MRP hotels - Hoteldevelopment

Hotel Investments in Europe - Trends on the seller market

01/03/2016 London

Records on the hotel investment markets across Europe were documented in 2015. Not only well-established, classical markets saw new heights, such as Germany in general or major European capitals, but also strengthened destinations such as Spain recorded utmost positive developments yet again.

However, seeing that established attractive destinations are dried out and standard products are hardly available, the need for alternative assets is growing. Therefore, on the seller market, more and more neighbouring asset classes have become of interest and become acceptable (budget hotels, student housing etc.).

Major European capitals still have a leading ranking (London, Paris, Rome, Barcelona Amsterdam etc.) but especially Germany and Scandinavian countries had very strong years. With the economy in Spain recovering, not only island, but also mainland destinations are becoming more attractive. Political stability in and across Europe is continuing to attract investors as some nearby destinations suffer from unrest, both in general and at a political level.

Whitelabeling and rebranding as opportunities continue to be viewed as up-side potentials – however, independent management is capable of facilitating in the best possible way between local market specifications and international systems.

Upscale und budget are continuing to be the most attractive segments, however luxury and boutique segments are highly dependent on the location within the destination. Banks have money, funds are collected and there remains to be sufficient capital and investors. In light of this, family offices as well as HNWI are seeking for opportunities. But in fact, the seller market is putting pressure on the yield. Holding strategies add to attractiveness of B and C locations and other segments, such as student housing, hostels etc.

Distressed assets which banks are under pressure to eliminate often miss the expected yield since often, investment backlogs have to be considered. Distressed, branded stand-alone or the opposite, to depict and particularly to realize the upsides of any transaction is complicated requiring a team of experts to take care of all the aspects, from transaction support to operational setup.

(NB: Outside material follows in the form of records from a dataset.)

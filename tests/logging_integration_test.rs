//! Integration tests for logging functionality

use citykml::config::LoggingConfig;
use citykml::logging::init_logging;
use tempfile::TempDir;

#[test]
fn test_logging_config_default() {
    let config = LoggingConfig::default();
    assert!(config.local_enabled);
    assert_eq!(config.local_rotation, "daily");
    assert_eq!(config.local_path, "/var/log/citykml");
}

// The global subscriber can only be installed once per process, so this is
// the only test in this binary that initializes logging
#[test]
fn test_init_logging_creates_log_directory() {
    let temp_dir = TempDir::new().unwrap();
    let log_path = temp_dir.path().join("logs");

    let config = LoggingConfig {
        local_enabled: true,
        local_path: log_path.to_string_lossy().to_string(),
        local_rotation: "never".to_string(),
        local_max_size_mb: 100,
    };
    assert!(!log_path.exists());

    let guard = init_logging("debug", &config).unwrap();
    tracing::info!(test = "logging", "Written to the JSON log");
    drop(guard);

    assert!(log_path.is_dir());
    assert!(log_path.join("citykml.log").exists());
}

#[test]
fn test_invalid_level_is_rejected_before_install() {
    let config = LoggingConfig {
        local_enabled: false,
        ..LoggingConfig::default()
    };
    assert!(init_logging("chatty", &config).is_err());
}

Outlook is mixed as markets big transaction volume in 2015 are running out of opportunities especially in well established markets. Single assets as well as portfolio deals such as Accor, Interhotel, B&B, Fattal-Pandox or even smaller ones such as Winters or K+K held the balance in regards to investment volume. However, the inquiries for portfolios are continuing. In Spain and France, sales processes for portfolios are still pending.

Our experience shows that especially international investors underestimate the complexity of European portfolios, be it regarding legislation, market specifics, or be it demand and supply or even crucial staff / working issues. This is especially true if investors come from a more Anglo-Saxon background and opt for managed hotels or portfolios.